**** EXTRACTED MATERIAL ****

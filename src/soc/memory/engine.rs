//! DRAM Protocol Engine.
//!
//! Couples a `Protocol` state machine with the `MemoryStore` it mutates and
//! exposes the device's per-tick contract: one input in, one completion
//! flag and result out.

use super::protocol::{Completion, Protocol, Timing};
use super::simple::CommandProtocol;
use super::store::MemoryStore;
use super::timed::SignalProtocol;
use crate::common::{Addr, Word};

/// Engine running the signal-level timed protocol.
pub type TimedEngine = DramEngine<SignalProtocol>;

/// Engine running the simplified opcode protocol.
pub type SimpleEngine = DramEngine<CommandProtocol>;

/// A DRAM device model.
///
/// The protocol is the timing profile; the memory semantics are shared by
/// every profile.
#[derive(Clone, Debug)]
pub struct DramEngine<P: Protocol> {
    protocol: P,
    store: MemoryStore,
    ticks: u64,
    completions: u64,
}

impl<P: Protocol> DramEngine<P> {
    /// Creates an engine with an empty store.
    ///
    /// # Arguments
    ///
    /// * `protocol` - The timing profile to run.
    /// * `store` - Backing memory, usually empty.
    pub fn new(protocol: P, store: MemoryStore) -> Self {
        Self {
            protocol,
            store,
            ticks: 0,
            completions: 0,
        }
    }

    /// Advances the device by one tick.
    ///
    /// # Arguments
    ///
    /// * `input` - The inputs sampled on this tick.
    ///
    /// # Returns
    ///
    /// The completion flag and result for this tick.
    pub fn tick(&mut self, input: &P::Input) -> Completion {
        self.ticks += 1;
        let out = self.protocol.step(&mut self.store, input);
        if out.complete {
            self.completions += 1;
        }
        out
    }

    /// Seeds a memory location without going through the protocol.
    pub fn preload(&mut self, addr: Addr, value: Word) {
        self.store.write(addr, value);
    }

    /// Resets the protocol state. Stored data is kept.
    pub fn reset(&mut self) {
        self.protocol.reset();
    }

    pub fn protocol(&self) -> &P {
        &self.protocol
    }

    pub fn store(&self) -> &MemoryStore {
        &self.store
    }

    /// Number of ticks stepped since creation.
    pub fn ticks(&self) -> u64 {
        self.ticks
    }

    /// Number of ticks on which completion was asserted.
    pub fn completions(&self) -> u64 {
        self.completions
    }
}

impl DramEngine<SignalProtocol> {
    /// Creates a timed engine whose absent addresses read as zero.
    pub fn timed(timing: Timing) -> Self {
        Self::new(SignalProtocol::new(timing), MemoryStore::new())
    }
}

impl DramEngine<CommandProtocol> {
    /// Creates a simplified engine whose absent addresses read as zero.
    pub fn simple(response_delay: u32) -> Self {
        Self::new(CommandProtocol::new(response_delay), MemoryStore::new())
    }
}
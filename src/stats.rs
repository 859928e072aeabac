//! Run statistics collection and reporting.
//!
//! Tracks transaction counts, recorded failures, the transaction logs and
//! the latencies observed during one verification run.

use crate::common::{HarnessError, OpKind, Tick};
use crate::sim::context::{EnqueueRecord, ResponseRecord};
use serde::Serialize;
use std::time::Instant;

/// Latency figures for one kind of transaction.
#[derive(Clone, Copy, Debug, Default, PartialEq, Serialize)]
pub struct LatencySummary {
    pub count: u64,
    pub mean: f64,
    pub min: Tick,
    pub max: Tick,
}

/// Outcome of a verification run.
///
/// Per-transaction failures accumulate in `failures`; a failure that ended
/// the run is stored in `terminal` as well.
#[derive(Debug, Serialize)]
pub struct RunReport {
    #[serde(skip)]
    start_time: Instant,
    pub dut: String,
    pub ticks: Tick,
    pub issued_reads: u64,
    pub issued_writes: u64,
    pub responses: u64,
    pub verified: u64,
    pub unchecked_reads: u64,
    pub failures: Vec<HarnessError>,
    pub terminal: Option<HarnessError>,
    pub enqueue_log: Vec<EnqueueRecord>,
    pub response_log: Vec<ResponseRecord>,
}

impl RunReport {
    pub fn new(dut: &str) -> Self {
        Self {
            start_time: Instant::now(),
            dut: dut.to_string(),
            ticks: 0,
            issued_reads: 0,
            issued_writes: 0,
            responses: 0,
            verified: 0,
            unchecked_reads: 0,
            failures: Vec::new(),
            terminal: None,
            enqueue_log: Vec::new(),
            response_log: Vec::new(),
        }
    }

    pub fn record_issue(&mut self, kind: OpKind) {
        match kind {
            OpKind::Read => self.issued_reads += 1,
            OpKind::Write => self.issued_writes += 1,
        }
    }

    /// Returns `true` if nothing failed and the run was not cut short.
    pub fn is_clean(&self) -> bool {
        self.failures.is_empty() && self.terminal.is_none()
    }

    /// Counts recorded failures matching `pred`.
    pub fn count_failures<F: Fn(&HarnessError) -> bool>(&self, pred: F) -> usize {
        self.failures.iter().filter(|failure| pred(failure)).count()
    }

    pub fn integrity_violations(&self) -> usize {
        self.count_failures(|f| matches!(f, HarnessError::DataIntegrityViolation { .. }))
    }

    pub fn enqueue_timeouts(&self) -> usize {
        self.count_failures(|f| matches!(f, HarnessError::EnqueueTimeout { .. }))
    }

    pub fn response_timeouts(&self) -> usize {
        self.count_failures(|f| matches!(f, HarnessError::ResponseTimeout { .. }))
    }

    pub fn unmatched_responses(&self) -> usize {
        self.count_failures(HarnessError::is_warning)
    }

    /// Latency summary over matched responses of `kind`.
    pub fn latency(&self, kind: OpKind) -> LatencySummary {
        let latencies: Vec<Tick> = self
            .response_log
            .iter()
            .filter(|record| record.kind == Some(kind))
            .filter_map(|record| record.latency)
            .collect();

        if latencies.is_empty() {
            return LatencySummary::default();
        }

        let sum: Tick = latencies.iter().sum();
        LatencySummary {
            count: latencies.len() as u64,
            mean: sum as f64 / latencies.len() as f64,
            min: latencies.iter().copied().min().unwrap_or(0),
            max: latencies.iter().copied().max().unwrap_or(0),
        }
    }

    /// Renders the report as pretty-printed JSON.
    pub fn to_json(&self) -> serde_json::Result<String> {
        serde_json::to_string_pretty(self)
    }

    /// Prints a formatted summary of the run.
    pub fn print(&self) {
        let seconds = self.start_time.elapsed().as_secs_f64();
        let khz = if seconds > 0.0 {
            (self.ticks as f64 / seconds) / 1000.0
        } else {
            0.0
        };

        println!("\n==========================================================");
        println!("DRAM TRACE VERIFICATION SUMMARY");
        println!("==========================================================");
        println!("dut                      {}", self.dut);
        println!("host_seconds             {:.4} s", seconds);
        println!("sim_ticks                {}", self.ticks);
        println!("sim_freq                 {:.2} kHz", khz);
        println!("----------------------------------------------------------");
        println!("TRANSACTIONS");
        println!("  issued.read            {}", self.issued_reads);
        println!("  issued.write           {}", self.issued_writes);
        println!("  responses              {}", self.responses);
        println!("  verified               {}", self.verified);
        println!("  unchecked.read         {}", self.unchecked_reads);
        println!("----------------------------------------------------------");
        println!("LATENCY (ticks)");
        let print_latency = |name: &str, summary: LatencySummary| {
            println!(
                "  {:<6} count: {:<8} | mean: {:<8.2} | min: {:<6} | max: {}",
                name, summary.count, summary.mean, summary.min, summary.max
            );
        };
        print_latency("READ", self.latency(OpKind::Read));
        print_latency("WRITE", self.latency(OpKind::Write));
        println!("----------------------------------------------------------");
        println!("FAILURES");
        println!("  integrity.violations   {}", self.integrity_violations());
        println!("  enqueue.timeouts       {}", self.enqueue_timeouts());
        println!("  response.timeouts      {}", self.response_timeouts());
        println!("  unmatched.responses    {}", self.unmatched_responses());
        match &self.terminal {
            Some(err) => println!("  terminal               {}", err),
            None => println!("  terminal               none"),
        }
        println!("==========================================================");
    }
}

****

PROBLEM TO SOLVE => Copy each line of the data exactly, please.

REPLY =>
filename src/soc/memory/engine.rs
//! DRAM Protocol Engine.
//!
//! Couples a `Protocol` state machine with the `MemoryStore` it mutates and
//! exposes the device's per-tick contract: one input in, one completion
//! flag and result out.

use super::protocol::{Completion, Protocol, Timing};
use super::simple::CommandProtocol;
use super::store::MemoryStore;
use super::timed::SignalProtocol;
use crate::common::{Addr, Word};

/// Engine running the signal-level timed protocol.
pub type TimedEngine = DramEngine<SignalProtocol>;

/// Engine running the simplified opcode protocol.
pub type SimpleEngine = DramEngine<CommandProtocol>;

/// A DRAM device model.
///
/// The protocol is the timing profile; the memory semantics are shared by
/// every profile.
#[derive(Clone, Debug)]
pub struct DramEngine<P: Protocol> {
    protocol: P,
    store: MemoryStore,
    ticks: u64,
    completions: u64,
}

impl<P: Protocol> DramEngine<P> {
    /// Creates an engine with an empty store.
    ///
    /// # Arguments
    ///
    /// * `protocol` - The timing profile to run.
    /// * `store` - Backing memory, usually empty.
    pub fn new(protocol: P, store: MemoryStore) -> Self {
        Self {
            protocol,
            store,
            ticks: 0,
            completions: 0,
        }
    }

    /// Advances the device by one tick.
    ///
    /// # Arguments
    ///
    /// * `input` - The inputs sampled on this tick.
    ///
    /// # Returns
    ///
    /// The completion flag and result for this tick.
    pub fn tick(&mut self, input: &P::Input) -> Completion {
        self.ticks += 1;
        let out = self.protocol.step(&mut self.store, input);
        if out.complete {
            self.completions += 1;
        }
        out
    }

    /// Seeds a memory location without going through the protocol.
    pub fn preload(&mut self, addr: Addr, value: Word) {
        self.store.write(addr, value);
    }

    /// Resets the protocol state. Stored data is kept.
    pub fn reset(&mut self) {
        self.protocol.reset();
    }

    pub fn protocol(&self) -> &P {
        &self.protocol
    }

    pub fn store(&self) -> &MemoryStore {
        &self.store
    }

    /// Number of ticks stepped since creation.
    pub fn ticks(&self) -> u64 {
        self.ticks
    }

    /// Number of ticks on which completion was asserted.
    pub fn completions(&self) -> u64 {
        self.completions
    }
}

impl DramEngine<SignalProtocol> {
    /// Creates a timed engine whose absent addresses read as zero.
    pub fn timed(timing: Timing) -> Self {
        Self::new(SignalProtocol::new(timing), MemoryStore::new())
    }
}

impl DramEngine<CommandProtocol> {
    /// Creates a simplified engine whose absent addresses read as zero.
    pub fn simple(response_delay: u32) -> Self {
        Self::new(CommandProtocol::new(response_delay), MemoryStore::new())
    }
}
filename src/stats.rs
repository 859928e072aeabac
//! Run statistics collection and reporting.
//!
//! Tracks transaction counts, recorded failures, the transaction logs and
//! the latencies observed during one verification run.

use crate::common::{HarnessError, OpKind, Tick};
use crate::sim::context::{EnqueueRecord, ResponseRecord};
use serde::Serialize;
use std::time::Instant;

/// Latency figures for one kind of transaction.
#[derive(Clone, Copy, Debug, Default, PartialEq, Serialize)]
pub struct LatencySummary {
    pub count: u64,
    pub mean: f64,
    pub min: Tick,
    pub max: Tick,
}

/// Outcome of a verification run.
///
/// Per-transaction failures accumulate in `failures`; a failure that ended
/// the run is stored in `terminal` as well.
#[derive(Debug, Serialize)]
pub struct RunReport {
    #[serde(skip)]
    start_time: Instant,
    pub dut: String,
    pub ticks: Tick,
    pub issued_reads: u64,
    pub issued_writes: u64,
    pub responses: u64,
    pub verified: u64,
    pub unchecked_reads: u64,
    pub failures: Vec<HarnessError>,
    pub terminal: Option<HarnessError>,
    pub enqueue_log: Vec<EnqueueRecord>,
    pub response_log: Vec<ResponseRecord>,
}

impl RunReport {
    pub fn new(dut: &str) -> Self {
        Self {
            start_time: Instant::now(),
            dut: dut.to_string(),
            ticks: 0,
            issued_reads: 0,
            issued_writes: 0,
            responses: 0,
            verified: 0,
            unchecked_reads: 0,
            failures: Vec::new(),
            terminal: None,
            enqueue_log: Vec::new(),
            response_log: Vec::new(),
        }
    }

    pub fn record_issue(&mut self, kind: OpKind) {
        match kind {
            OpKind::Read => self.issued_reads += 1,
            OpKind::Write => self.issued_writes += 1,
        }
    }

    /// Returns `true` if nothing failed and the run was not cut short.
    pub fn is_clean(&self) -> bool {
        self.failures.is_empty() && self.terminal.is_none()
    }

    /// Counts recorded failures matching `pred`.
    pub fn count_failures<F: Fn(&HarnessError) -> bool>(&self, pred: F) -> usize {
        self.failures.iter().filter(|failure| pred(failure)).count()
    }

    pub fn integrity_violations(&self) -> usize {
        self.count_failures(|f| matches!(f, HarnessError::DataIntegrityViolation { .. }))
    }

    pub fn enqueue_timeouts(&self) -> usize {
        self.count_failures(|f| matches!(f, HarnessError::EnqueueTimeout { .. }))
    }

    pub fn response_timeouts(&self) -> usize {
        self.count_failures(|f| matches!(f, HarnessError::ResponseTimeout { .. }))
    }

    pub fn unmatched_responses(&self) -> usize {
        self.count_failures(HarnessError::is_warning)
    }

    /// Latency summary over matched responses of `kind`.
    pub fn latency(&self, kind: OpKind) -> LatencySummary {
        let latencies: Vec<Tick> = self
            .response_log
            .iter()
            .filter(|record| record.kind == Some(kind))
            .filter_map(|record| record.latency)
            .collect();

        if latencies.is_empty() {
            return LatencySummary::default();
        }

        let sum: Tick = latencies.iter().sum();
        LatencySummary {
            count: latencies.len() as u64,
            mean: sum as f64 / latencies.len() as f64,
            min: latencies.iter().copied().min().unwrap_or(0),
            max: latencies.iter().copied().max().unwrap_or(0),
        }
    }

    /// Renders the report as pretty-printed JSON.
    pub fn to_json(&self) -> serde_json::Result<String> {
        serde_json::to_string_pretty(self)
    }

    /// Prints a formatted summary of the run.
    pub fn print(&self) {
        let seconds = self.start_time.elapsed().as_secs_f64();
        let khz = if seconds > 0.0 {
            (self.ticks as f64 / seconds) / 1000.0
        } else {
            0.0
        };

        println!("\n==========================================================");
        println!("DRAM TRACE VERIFICATION SUMMARY");
        println!("==========================================================");
        println!("dut                      {}", self.dut);
        println!("host_seconds             {:.4} s", seconds);
        println!("sim_ticks                {}", self.ticks);
        println!("sim_freq                 {:.2} kHz", khz);
        println!("----------------------------------------------------------");
        println!("TRANSACTIONS");
        println!("  issued.read            {}", self.issued_reads);
        println!("  issued.write           {}", self.issued_writes);
        println!("  responses              {}", self.responses);
        println!("  verified               {}", self.verified);
        println!("  unchecked.read         {}", self.unchecked_reads);
        println!("----------------------------------------------------------");
        println!("LATENCY (ticks)");
        let print_latency = |name: &str, summary: LatencySummary| {
            println!(
                "  {:<6} count: {:<8} | mean: {:<8.2} | min: {:<6} | max: {}",
                name, summary.count, summary.mean, summary.min, summary.max
            );
        };
        print_latency("READ", self.latency(OpKind::Read));
        print_latency("WRITE", self.latency(OpKind::Write));
        println!("----------------------------------------------------------");
        println!("FAILURES");
        println!("  integrity.violations   {}", self.integrity_violations());
        println!("  enqueue.timeouts       {}", self.enqueue_timeouts());
        println!("  response.timeouts      {}", self.response_timeouts());
        println!("  unmatched.responses    {}", self.unmatched_responses());
        match &self.terminal {
            Some(err) => println!("  terminal               {}", err),
            None => println!("  terminal               none"),
        }
        println!("==========================================================");
    }
}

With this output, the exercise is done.